What you have to do = Write out exactly the lines from the first line of the records below through the line that contains "image data URI.", and stop there.

:: Supplied data ::

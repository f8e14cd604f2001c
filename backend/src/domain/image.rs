//! Base64 data-URI decoding for uploaded images.
//!
//! Avatars and recipe images arrive as `data:image/<subtype>;base64,<data>`
//! strings inside JSON bodies. Decoding happens before any database work
//! so a bad payload never opens a transaction.

use base64::Engine as _;
use base64::engine::general_purpose::STANDARD as BASE64;
use uuid::Uuid;

/// Image subtypes accepted for upload.
const ALLOWED_SUBTYPES: &[&str] = &["png", "jpeg", "jpg", "gif", "webp"];

/// Errors raised while decoding an image data URI.
#[derive(Debug, Clone, PartialEq, Eq, thiserror::Error)]
pub enum ImageError {
    #[error("image must be a base64 data URI (data:image/..;base64,..)")]
    NotADataUri,
    #[error("unsupported image type '{0}'")]
    UnsupportedType(String),
    #[error("image payload is not valid base64")]
    InvalidBase64,
    #[error("image payload is empty")]
    Empty,
}

/// A decoded image ready to hand to the media store.
#[derive(Debug, Clone, PartialEq, Eq)]
pub struct ImageUpload {
    bytes: Vec<u8>,
    extension: String,
}

impl ImageUpload {
    /// Decode a `data:image/..;base64,..` string.
    pub fn from_data_uri(uri: &str) -> Result<Self, ImageError> {
        let rest = uri.strip_prefix("data:image/").ok_or(ImageError::NotADataUri)?;
        let (subtype, data) = rest.split_once(";base64,").ok_or(ImageError::NotADataUri)?;

        let subtype = subtype.to_ascii_lowercase();
        if !ALLOWED_SUBTYPES.contains(&subtype.as_str()) {
            return Err(ImageError::UnsupportedType(subtype));
        }

        let bytes = BASE64
            .decode(data.trim())
            .map_err(|_| ImageError::InvalidBase64)?;
        if bytes.is_empty() {
            return Err(ImageError::Empty);
        }

        // Normalise the alias so stored filenames are uniform.
        let extension = if subtype == "jpg" { "jpeg".to_owned() } else { subtype };
        Ok(Self { bytes, extension })
    }

    /// Decoded image bytes.
    pub fn bytes(&self) -> &[u8] {
        &self.bytes
    }

    /// File extension derived from the declared subtype.
    pub fn extension(&self) -> &str {
        &self.extension
    }

    /// Generate a collision-free filename for this upload.
    pub fn generate_filename(&self) -> String {
        format!("{}.{}", Uuid::new_v4(), self.extension)
    }
}

#[cfg(test)]
mod tests {
    use super::*;
    use rstest::rstest;

    // A 1x1 transparent PNG.
    const PNG_B64: &str = "iVBORw0KGgoAAAANSUhEUgAAAAEAAAABCAYAAAAfFcSJAAAADUlEQVR42mNk\
YPhfDwAChwGA60e6kgAAAABJRU5ErkJggg==";

    #[rstest]
    fn decodes_png_data_uri() {
        let uri = format!("data:image/png;base64,{PNG_B64}");
        let upload = ImageUpload::from_data_uri(&uri).unwrap();
        assert_eq!(upload.extension(), "png");
        assert!(!upload.bytes().is_empty());
        assert!(upload.generate_filename().ends_with(".png"));
    }

    #[rstest]
    fn normalises_jpg_alias() {
        let uri = format!("data:image/jpg;base64,{PNG_B64}");
        let upload = ImageUpload::from_data_uri(&uri).unwrap();
        assert_eq!(upload.extension(), "jpeg");
    }

    #[rstest]
    #[case("not a uri", ImageError::NotADataUri)]
    #[case("data:text/plain;base64,aGk=", ImageError::NotADataUri)]
    #[case("data:image/tiff;base64,aGk=", ImageError::UnsupportedType("tiff".into()))]
    #[case("data:image/png;base64,!!!", ImageError::InvalidBase64)]
    #[case("data:image/png;base64,", ImageError::Empty)]
    fn rejects_malformed_uris(#[case] uri: &str, #[case] expected: ImageError) {
        assert_eq!(ImageUpload::from_data_uri(uri).unwrap_err(), expected);
    }
}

:::

Result below =
repository f8e14cd604f2001c
filename backend/src/domain/image.rs
//! Base64 data-URI decoding for uploaded images.
//!
//! Avatars and recipe images arrive as `data:image/<subtype>;base64,<data>`
//! strings inside JSON bodies. Decoding happens before any database work
//! so a bad payload never opens a transaction.

use base64::Engine as _;
use base64::engine::general_purpose::STANDARD as BASE64;
use uuid::Uuid;

/// Image subtypes accepted for upload.
const ALLOWED_SUBTYPES: &[&str] = &["png", "jpeg", "jpg", "gif", "webp"];

/// Errors raised while decoding an image data URI.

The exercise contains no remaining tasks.